4.3 Processes and Practices that Can Contribute to Climate
Mitigation
4.3.1 System Constraints and Considerations
In terrestrial ecosystems the carbon cycle exhibits natural cyclic behaviour
on a range of time scales. Most ecosystems, for example, have a diurnal and
seasonal cycle. Often this means that the ecosystem functions as a source of
C in the winter and a sink for C in the summer, and this shows up in fluctuations
at the global scale, as shown by the annual oscillations in the global atmospheric
CO2 concentration. Large-scale fluctuations occur at other temporal
scales as well, ranging from decades (Braswell et al., 1997; Turner et al.,
1997; Karjalainen et al., 1998; Kurz and Apps, 1999; Bhatti et al., 2001) to
several centuries (Campbell et al., 2000) and longer (Harden et al., 1992).
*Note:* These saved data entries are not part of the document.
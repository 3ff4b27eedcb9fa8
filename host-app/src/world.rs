//! The host's own state. Lives on the main thread and is never shared.

use std::collections::BTreeMap;

use prepl_bridge::{HostError, HostState, HostValue};

/// Keys the world owns; REPL clients may read but not write them.
const FRAME_KEY: &str = "frame";
const TITLE_KEY: &str = "title";

pub struct World {
    title: String,
    frame: u64,
    values: BTreeMap<String, HostValue>,
}

impl World {
    pub fn new(title: &str) -> Self {
        Self {
            title: title.to_string(),
            frame: 0,
            values: BTreeMap::new(),
        }
    }

    pub fn frame(&self) -> u64 {
        self.frame
    }

    pub fn advance_frame(&mut self) {
        self.frame += 1;
    }

    fn check_writable(key: &str) -> Result<(), HostError> {
        match key {
            "" => Err(HostError::InvalidKey(key.to_string())),
            FRAME_KEY | TITLE_KEY => Err(HostError::ReadOnly(key.to_string())),
            _ => Ok(()),
        }
    }
}

impl HostState for World {
    fn get(&self, key: &str) -> Option<HostValue> {
        match key {
            FRAME_KEY => Some(HostValue::Integer(self.frame as i64)),
            TITLE_KEY => Some(HostValue::String(self.title.clone())),
            _ => self.values.get(key).cloned(),
        }
    }

    fn set(&mut self, key: &str, value: HostValue) -> Result<(), HostError> {
        Self::check_writable(key)?;
        if value.is_nil() {
            self.values.remove(key);
        } else {
            log::debug!("frame {}: {} = {}", self.frame, key, value);
            self.values.insert(key.to_string(), value);
        }
        Ok(())
    }

    fn remove(&mut self, key: &str) -> Result<Option<HostValue>, HostError> {
        Self::check_writable(key)?;
        Ok(self.values.remove(key))
    }

    fn keys(&self) -> Vec<String> {
        let mut keys: Vec<String> = self.values.keys().cloned().collect();
        keys.push(FRAME_KEY.to_string());
        keys.push(TITLE_KEY.to_string());
        keys.sort();
        keys
    }
}

#[cfg(test)]
mod tests {
    use super::*;

    #[test]
    fn test_frame_and_title_are_read_only() {
        let mut world = World::new("Arena");
        world.advance_frame();
        world.advance_frame();

        assert_eq!(world.get("frame"), Some(HostValue::Integer(2)));
        assert_eq!(world.get("title"), Some(HostValue::from("Arena")));
        assert_eq!(
            world.set("frame", HostValue::Integer(0)),
            Err(HostError::ReadOnly("frame".to_string()))
        );
        assert!(world.remove("title").is_err());
        assert_eq!(world.frame(), 2);
    }

    #[test]
    fn test_keys_include_owned_keys() {
        let mut world = World::new("Arena");
        world.set("score", HostValue::Integer(5)).unwrap();
        world.set("alpha", HostValue::Bool(true)).unwrap();
        assert_eq!(world.keys(), vec!["alpha", "frame", "score", "title"]);

        world.set("score", HostValue::Nil).unwrap();
        assert!(world.get("score").is_none());
    }
}
//! Named entry points the bridge resolves at startup.
//!
//! The evaluation side registers its operations under a namespace; the bridge
//! looks them up by name exactly once. A missing or mistyped entry point is a
//! hard initialization error, and nothing is consumed from the registry when
//! resolution fails.

use std::collections::HashMap;
use std::io;
use std::rc::Rc;

use crate::bridge::InitError;
use crate::host::HostError;
use crate::queue::{DrainReport, QueueError};
use crate::server::ReplServer;

/// Namespace holding the bridge entry points.
pub const NAMESPACE: &str = "prepl.bridge";

pub const START_SERVER: &str = "start-server";
pub const RUN_CALLBACKS_HOOK: &str = "run-callbacks-hook";
pub const INIT_RUN_MODE: &str = "init-run-mode!";

pub type StartServerFn = Box<dyn FnOnce() -> io::Result<ReplServer>>;
pub type RunCallbacksFn<H> = Rc<dyn Fn(&mut H) -> Result<DrainReport, QueueError>>;
pub type InitRunModeFn<H> = Box<dyn FnOnce(&mut H) -> Result<(), HostError>>;

pub enum EntryPoint<H> {
    StartServer(StartServerFn),
    RunCallbacks(RunCallbacksFn<H>),
    InitRunMode(InitRunModeFn<H>),
}

impl<H> EntryPoint<H> {
    pub fn kind(&self) -> &'static str {
        match self {
            EntryPoint::StartServer(_) => "start-server",
            EntryPoint::RunCallbacks(_) => "run-callbacks",
            EntryPoint::InitRunMode(_) => "init-run-mode",
        }
    }
}

/// The three entry points, resolved.
pub struct ResolvedEntryPoints<H> {
    pub start_server: StartServerFn,
    pub run_callbacks: RunCallbacksFn<H>,
    pub init_run_mode: InitRunModeFn<H>,
}

pub struct EntryPointRegistry<H> {
    entries: HashMap<(String, String), EntryPoint<H>>,
}

impl<H> Default for EntryPointRegistry<H> {
    fn default() -> Self {
        Self {
            entries: HashMap::new(),
        }
    }
}

impl<H> EntryPointRegistry<H> {
    pub fn new() -> Self {
        Self::default()
    }

    /// Register (or replace) an entry point.
    pub fn register(&mut self, namespace: &str, name: &str, entry: EntryPoint<H>) {
        self.entries
            .insert((namespace.to_string(), name.to_string()), entry);
    }

    pub fn contains(&self, namespace: &str, name: &str) -> bool {
        self.entries
            .contains_key(&(namespace.to_string(), name.to_string()))
    }

    /// Resolve the bridge entry points from [`NAMESPACE`].
    pub fn resolve(&mut self) -> Result<ResolvedEntryPoints<H>, InitError> {
        self.check(START_SERVER, "start-server")?;
        self.check(RUN_CALLBACKS_HOOK, "run-callbacks")?;
        self.check(INIT_RUN_MODE, "init-run-mode")?;

        let start_server = match self.take(START_SERVER) {
            Some(EntryPoint::StartServer(f)) => f,
            _ => return Err(unresolved(START_SERVER)),
        };
        let run_callbacks = match self.take(RUN_CALLBACKS_HOOK) {
            Some(EntryPoint::RunCallbacks(f)) => f,
            _ => return Err(unresolved(RUN_CALLBACKS_HOOK)),
        };
        let init_run_mode = match self.take(INIT_RUN_MODE) {
            Some(EntryPoint::InitRunMode(f)) => f,
            _ => return Err(unresolved(INIT_RUN_MODE)),
        };

        Ok(ResolvedEntryPoints {
            start_server,
            run_callbacks,
            init_run_mode,
        })
    }

    fn check(&self, name: &str, expected: &'static str) -> Result<(), InitError> {
        match self.entries.get(&(NAMESPACE.to_string(), name.to_string())) {
            None => Err(unresolved(name)),
            Some(entry) if entry.kind() != expected => Err(InitError::WrongKind {
                name: name.to_string(),
                expected,
                found: entry.kind(),
            }),
            Some(_) => Ok(()),
        }
    }

    fn take(&mut self, name: &str) -> Option<EntryPoint<H>> {
        self.entries
            .remove(&(NAMESPACE.to_string(), name.to_string()))
    }
}

fn unresolved(name: &str) -> InitError {
    InitError::Unresolved {
        namespace: NAMESPACE.to_string(),
        name: name.to_string(),
    }
}

#[cfg(test)]
mod tests {
    use super::*;

    fn full_registry() -> EntryPointRegistry<()> {
        let mut registry = EntryPointRegistry::new();
        registry.register(
            NAMESPACE,
            START_SERVER,
            EntryPoint::StartServer(Box::new(|| {
                Err(io::Error::new(io::ErrorKind::Other, "not used"))
            })),
        );
        registry.register(
            NAMESPACE,
            RUN_CALLBACKS_HOOK,
            EntryPoint::RunCallbacks(Rc::new(|_: &mut ()| Ok(DrainReport::default()))),
        );
        registry.register(
            NAMESPACE,
            INIT_RUN_MODE,
            EntryPoint::InitRunMode(Box::new(|_: &mut ()| Ok(()))),
        );
        registry
    }

    #[test]
    fn test_resolves_all_three() {
        let mut registry = full_registry();
        let resolved = registry.resolve().unwrap();
        assert!((resolved.run_callbacks)(&mut ()).unwrap().is_clean());
        assert!(!registry.contains(NAMESPACE, START_SERVER));
    }

    #[test]
    fn test_missing_entry_consumes_nothing() {
        let mut registry = full_registry();
        registry.take(INIT_RUN_MODE);

        match registry.resolve() {
            Err(InitError::Unresolved { namespace, name }) => {
                assert_eq!(namespace, NAMESPACE);
                assert_eq!(name, INIT_RUN_MODE);
            }
            other => panic!("Expected Unresolved, got {:?}", other.err()),
        }
        assert!(registry.contains(NAMESPACE, START_SERVER));
        assert!(registry.contains(NAMESPACE, RUN_CALLBACKS_HOOK));
    }

    #[test]
    fn test_wrong_namespace_does_not_resolve() {
        let mut registry = full_registry();
        registry.take(START_SERVER);
        registry.register(
            "other.ns",
            START_SERVER,
            EntryPoint::StartServer(Box::new(|| {
                Err(io::Error::new(io::ErrorKind::Other, "not used"))
            })),
        );
        assert!(matches!(
            registry.resolve(),
            Err(InitError::Unresolved { .. })
        ));
    }

    #[test]
    fn test_wrong_kind() {
        let mut registry = full_registry();
        registry.register(
            NAMESPACE,
            START_SERVER,
            EntryPoint::InitRunMode(Box::new(|_: &mut ()| Ok(()))),
        );
        match registry.resolve() {
            Err(InitError::WrongKind { name, expected, found }) => {
                assert_eq!(name, START_SERVER);
                assert_eq!(expected, "start-server");
                assert_eq!(found, "init-run-mode");
            }
            other => panic!("Expected WrongKind, got {:?}", other.err()),
        }
    }
}
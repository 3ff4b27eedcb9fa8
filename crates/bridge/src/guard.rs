//! Process-wide initialization guard.
//!
//! Host lifecycle hooks may fire more than once per process (scene load,
//! editor load, ...). The guard makes sure the bridge startup sequence runs
//! exactly once. A failed attempt releases the guard so a later hook can retry.

use std::sync::atomic::{AtomicU8, Ordering};

const IDLE: u8 = 0;
const RUNNING: u8 = 1;
const DONE: u8 = 2;

/// The guard shared by every bridge in this process.
pub static PROCESS_INIT: InitGuard = InitGuard::new();

#[derive(Debug, Clone, Copy, PartialEq, Eq)]
pub enum GuardState {
    Idle,
    Running,
    Done,
}

#[derive(Debug)]
pub struct InitGuard {
    state: AtomicU8,
}

impl InitGuard {
    pub const fn new() -> Self {
        Self {
            state: AtomicU8::new(IDLE),
        }
    }

    /// Claim the startup sequence. `None` if it is running or already done.
    pub fn try_begin(&self) -> Option<InitTicket<'_>> {
        self.state
            .compare_exchange(IDLE, RUNNING, Ordering::AcqRel, Ordering::Acquire)
            .ok()
            .map(|_| InitTicket {
                guard: self,
                completed: false,
            })
    }

    pub fn is_initialized(&self) -> bool {
        self.state.load(Ordering::Acquire) == DONE
    }

    pub fn state(&self) -> GuardState {
        match self.state.load(Ordering::Acquire) {
            IDLE => GuardState::Idle,
            RUNNING => GuardState::Running,
            _ => GuardState::Done,
        }
    }
}

impl Default for InitGuard {
    fn default() -> Self {
        Self::new()
    }
}

/// Held while the startup sequence runs.
///
/// `complete()` marks the guard done for the rest of the process. Dropping
/// the ticket without completing returns the guard to idle.
#[must_use]
pub struct InitTicket<'a> {
    guard: &'a InitGuard,
    completed: bool,
}

impl InitTicket<'_> {
    pub fn complete(mut self) {
        self.guard.state.store(DONE, Ordering::Release);
        self.completed = true;
    }
}

impl Drop for InitTicket<'_> {
    fn drop(&mut self) {
        if !self.completed {
            self.guard.state.store(IDLE, Ordering::Release);
        }
    }
}

#[cfg(test)]
mod tests {
    use super::*;

    #[test]
    fn test_single_winner() {
        let guard = InitGuard::new();
        let ticket = guard.try_begin().unwrap();
        assert_eq!(guard.state(), GuardState::Running);
        assert!(guard.try_begin().is_none());

        ticket.complete();
        assert!(guard.is_initialized());
        assert!(guard.try_begin().is_none());
    }

    #[test]
    fn test_abandoned_ticket_releases_guard() {
        let guard = InitGuard::new();
        {
            let _ticket = guard.try_begin().unwrap();
        }
        assert_eq!(guard.state(), GuardState::Idle);
        assert!(guard.try_begin().is_some());
    }

    #[test]
    fn test_racing_threads_run_once() {
        use std::sync::atomic::AtomicUsize;
        use std::thread;

        static GUARD: InitGuard = InitGuard::new();
        static RUNS: AtomicUsize = AtomicUsize::new(0);

        let handles: Vec<_> = (0..8)
            .map(|_| {
                thread::spawn(|| {
                    if let Some(ticket) = GUARD.try_begin() {
                        RUNS.fetch_add(1, Ordering::SeqCst);
                        ticket.complete();
                    }
                })
            })
            .collect();
        for h in handles {
            h.join().unwrap();
        }

        assert_eq!(RUNS.load(Ordering::SeqCst), 1);
        assert!(GUARD.is_initialized());
    }
}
The net balance of C flows between the atmosphere and the terrestrial biosphere
also undergoes management-induced cycles that occur over long time scales (decades
to millennia), and that can cause the transition of terrestrial systems from
sink to source and back (Harden et al., 1992). Of relevance for C mitigation
are the human-induced changes that occur on an annual to centennial time scale.
This would include the harvest cycle of managed, production forests.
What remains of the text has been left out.